Paylaş
Covid-19’a karşı ilk toplu aşılamalar başlarken zengin ülkelerin aşı üreten şirketlerin kapasiteleri şimdiden kapattığı anlaşılıyor.
Nüfusuna oranla en çok aşı siparişi veren ülkeler sıralamasında Kanada bir numara. Uluslararası STK’ların kurduğu Halkların Aşı İttifakı’na göre nüfusun 5 misli aşı siparişi vermiş durumdalar.
Kanada’yı İngiltere, Avustralya ve Avusturya izliyor. Onlar da çeşitli şirketlere verdikleri siparişlerle nüfuslarını birkaç kez aşılayabilirler.
Bir de madalyonun öteki yüzü var. Zenginler aşı istifçiliğini başlarken, bu gidişle yoksul ülkelerde 10 kişiden sadece birinin aşıya erişimi olabilecek.
Ve bu bencillik yüzünden, koronavirüs yeryüzünde kol gezmeye devam edecek.
Oysa teknoloji paylaşımı ile üretim kapasitesi arttırılarak bu adaletsizliğin önüne geçilebilir. Vakit hâlâ var.
KORSANLARIN YENİ GÖZDESİ
KORONAVİRÜSE karşı aşı üretilmesi konusunda kıyasıya bir yarış söz konusu.
Rusya aşıya ilk onay veren ülke oldu. Pfizer/BioNTech, acil aşı uygulaması için İngiltere ve Kanada’dan onay aldı. Avrupa İlaç Ajansı (EMA) ve Amerikan Gıda ve İlaç Dairesi’nden (FDA) acil kullanım için onay çıkması bekleniyor.
Aşıların üretimi, etkinlik oranı, fiyatı gibi farklılıklar söz konusu.
Mesela Çin aşısı, eski usül inaktive edilmiş virüs ile geliştiriliyor.
Pfizer/BioNTech aşısı ise daha yeni usül. ‘mRNA’ teknolojisiyle üretilen bu aşıda virüse dair bilgiler sentetik bir şekilde elde edilerek insana veriliyor, bağışıklık sistemine virüsü tanıması için aslında veri sağlanıyor. Bağışıklık hücreleri de vücuda koronavirüs girişi saptadığında ne yapacağını bilerek uygun reaksiyonu vererek hastalığı engellemeye çalışıyor.
Belli ki, sanayi casusları da bu teknolojinin peşinde.

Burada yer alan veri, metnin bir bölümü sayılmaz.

//! Application lifecycle: a worker pool plus an ordered set of plugins.
//!
//! Lifecycle fans out in declaration order: `init` everything, `run`
//! everything against the pool's scheduler, block on the shutdown signal,
//! then `stop` everything and stop the pool. `SIGINT` and `SIGTERM` both
//! trip the process-wide signal; explicit stops go through a
//! [`StopHandle`]. Shutdown runs at most once.

use std::sync::Arc;
use std::sync::atomic::{AtomicBool, Ordering};

use parking_lot::{Condvar, Mutex};
use tracing::{info, warn};

use crate::config::Config;
use crate::error::RavelResult;
use crate::exec::{PoolScheduler, WorkerPool};

/// A lifecycle participant: servers, user services.
///
/// Contract: `init` may set up sockets; `run` must not block (it schedules
/// its loops on the given scheduler); `stop` must be safe to call more
/// than once.
pub trait Plugin: Send {
    fn init(&mut self) -> RavelResult<()>;
    fn run(&mut self, scheduler: &PoolScheduler) -> RavelResult<()>;
    fn stop(&mut self);
}

/// Condition-variable latch the main thread parks on.
pub struct ShutdownSignal {
    signaled: Mutex<bool>,
    condvar: Condvar,
}

impl ShutdownSignal {
    pub fn new() -> Self {
        Self {
            signaled: Mutex::new(false),
            condvar: Condvar::new(),
        }
    }

    pub fn wait(&self) {
        let mut signaled = self.signaled.lock();
        while !*signaled {
            self.condvar.wait(&mut signaled);
        }
    }

    pub fn notify(&self) {
        let mut signaled = self.signaled.lock();
        *signaled = true;
        self.condvar.notify_all();
    }

    pub fn is_signaled(&self) -> bool {
        *self.signaled.lock()
    }
}

impl Default for ShutdownSignal {
    fn default() -> Self {
        Self::new()
    }
}

/// Clonable handle that requests application shutdown.
#[derive(Clone)]
pub struct StopHandle {
    signal: Arc<ShutdownSignal>,
}

impl StopHandle {
    pub fn stop(&self) {
        self.signal.notify();
    }
}

pub struct Application {
    // Dropped before the pool: plugin teardown cancels their engines,
    // unblocking any worker still parked in an I/O call.
    plugins: Vec<Box<dyn Plugin>>,
    pool: WorkerPool,
    signal: Arc<ShutdownSignal>,
    stopped: AtomicBool,
}

impl Application {
    pub fn new() -> Self {
        Self::with_config(&Config::from_env())
    }

    pub fn with_config(config: &Config) -> Self {
        Self {
            plugins: Vec::new(),
            pool: WorkerPool::with_threads(config.worker_threads),
            signal: Arc::new(ShutdownSignal::new()),
            stopped: AtomicBool::new(false),
        }
    }

    /// Register a plugin. Lifecycle calls follow registration order.
    pub fn add_plugin(mut self, plugin: impl Plugin + 'static) -> Self {
        self.plugins.push(Box::new(plugin));
        self
    }

    /// A handle that unblocks [`run`](Self::run) from another thread.
    pub fn stop_handle(&self) -> StopHandle {
        StopHandle {
            signal: Arc::clone(&self.signal),
        }
    }

    /// Init and run every plugin, then block until a shutdown signal
    /// arrives; finally stop everything in order.
    pub fn run(&mut self) -> RavelResult<()> {
        for plugin in &mut self.plugins {
            plugin.init()?;
        }

        let scheduler = self.pool.scheduler();
        for plugin in &mut self.plugins {
            plugin.run(&scheduler)?;
        }

        let signal = Arc::clone(&self.signal);
        if let Err(err) = ctrlc::set_handler(move || signal.notify()) {
            // Another handler owns the process signals (tests, embedding).
            warn!(error = %err, "signal handler not installed");
        }

        info!(plugins = self.plugins.len(), "application running");
        self.signal.wait();
        self.shutdown();
        Ok(())
    }

    /// Stop plugins in declaration order, stop the pool, release waiters.
    /// Runs at most once.
    pub fn shutdown(&mut self) {
        if self.stopped.swap(true, Ordering::AcqRel) {
            return;
        }
        info!("application stopping; draining plugins");
        for plugin in &mut self.plugins {
            plugin.stop();
        }
        self.pool.request_stop();
        self.signal.notify();
    }
}

impl Default for Application {
    fn default() -> Self {
        Self::new()
    }
}

#[cfg(test)]
mod tests {
    use super::*;
    use std::sync::atomic::AtomicUsize;

    struct ProbePlugin {
        events: Arc<Mutex<Vec<&'static str>>>,
        stops: Arc<AtomicUsize>,
    }

    impl Plugin for ProbePlugin {
        fn init(&mut self) -> RavelResult<()> {
            self.events.lock().push("init");
            Ok(())
        }

        fn run(&mut self, _scheduler: &PoolScheduler) -> RavelResult<()> {
            self.events.lock().push("run");
            Ok(())
        }

        fn stop(&mut self) {
            self.events.lock().push("stop");
            self.stops.fetch_add(1, Ordering::SeqCst);
        }
    }

    #[test]
    fn lifecycle_fans_out_in_order_and_stop_is_idempotent() {
        let events = Arc::new(Mutex::new(Vec::new()));
        let stops = Arc::new(AtomicUsize::new(0));

        let mut app = Application::with_config(&Config {
            worker_threads: 2,
            ..Config::default()
        })
        .add_plugin(ProbePlugin {
            events: Arc::clone(&events),
            stops: Arc::clone(&stops),
        });

        let handle = app.stop_handle();
        let runner = std::thread::spawn(move || {
            app.run().unwrap();
            app.shutdown(); // second call must be a no-op
        });

        std::thread::sleep(std::time::Duration::from_millis(50));
        handle.stop();
        runner.join().unwrap();

        assert_eq!(*events.lock(), vec!["init", "run", "stop"]);
        assert_eq!(stops.load(Ordering::SeqCst), 1);
    }

    #[test]
    fn shutdown_signal_latches() {
        let signal = ShutdownSignal::new();
        assert!(!signal.is_signaled());
        signal.notify();
        assert!(signal.is_signaled());
        signal.wait(); // already signaled: returns immediately
    }
}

Pfizer ve BioNTech, EMA’ya verilen söz konusu aşı adayına dair sunumlarla ilgili bazı belgelere yasadışı erişim olduğunu doğruladı.
ÇİN, AŞIYI SİYASİ BASKI ARACI YAPAR MI
HALİ hazırda koronaya karşı aşı yarışında öne çıkan ülkelerden biri de Çin.
Çin’de birkaç aşı birden geliştiriliyor. Şimdiye kadar Batı ülkeleri Çin aşısına pek prim vermedi.
Çin, daha çok Endonezya, Brezilya, Birleşik Arap Emirlikleri, Malezya, Filipinler ve Türkiye gibi ülkeler ile aşıda işbirliği yapıyor.
Batı ülkeleri, önceden sipariş vermiş olmanın da rahatlığıyla Batılı şirketlerin ürettiği aşıları kendi aralarında paylaşırken Çin aşısıyla ilgili olarak ‘Pekin aşıyı uluslararası meselelerde nüfuz sahibi olmak için kullanır mı’ diye bir bakış açısı dikkat çekiyor.
AŞI DİPLOMASİSİ
Dün Fransız AFP Ajansı’nda bu konuda bir haber vardı. Amerikan Dış İlişkiler Konseyi’nden Huang Yanzhong, Çin’in salgının ilk çıktığı ülke olması nedeniyle bozulan imajını toparlamak için ‘aşı diplomasisi’ yürüttüğünü iddia ediyordu. Söz konusu uzmana göre Çin, küresel nüfuzunu ve jeopolitik meseleleri şekillendirmek için de aşıyı siyasi bir araca dönüştürmüş durumda.
Çin’in aşı denemelerine katılan Brezilya, Fas ve Endonezya gibi ülkelerde aşı üretim tesisleri kurduğu, Latin Amerika ve Karayip ülkelerine satın alma için kredi taahhütünde bulunduğu belirtiliyor.
‘AŞI’ önümüzdeki dönemde uluslararası gündemin en önemli başlıklarından biri olmaya devam edeceğe benziyor. Ve görüldüğü gibi tartışmanın çok farklı boyutları da var.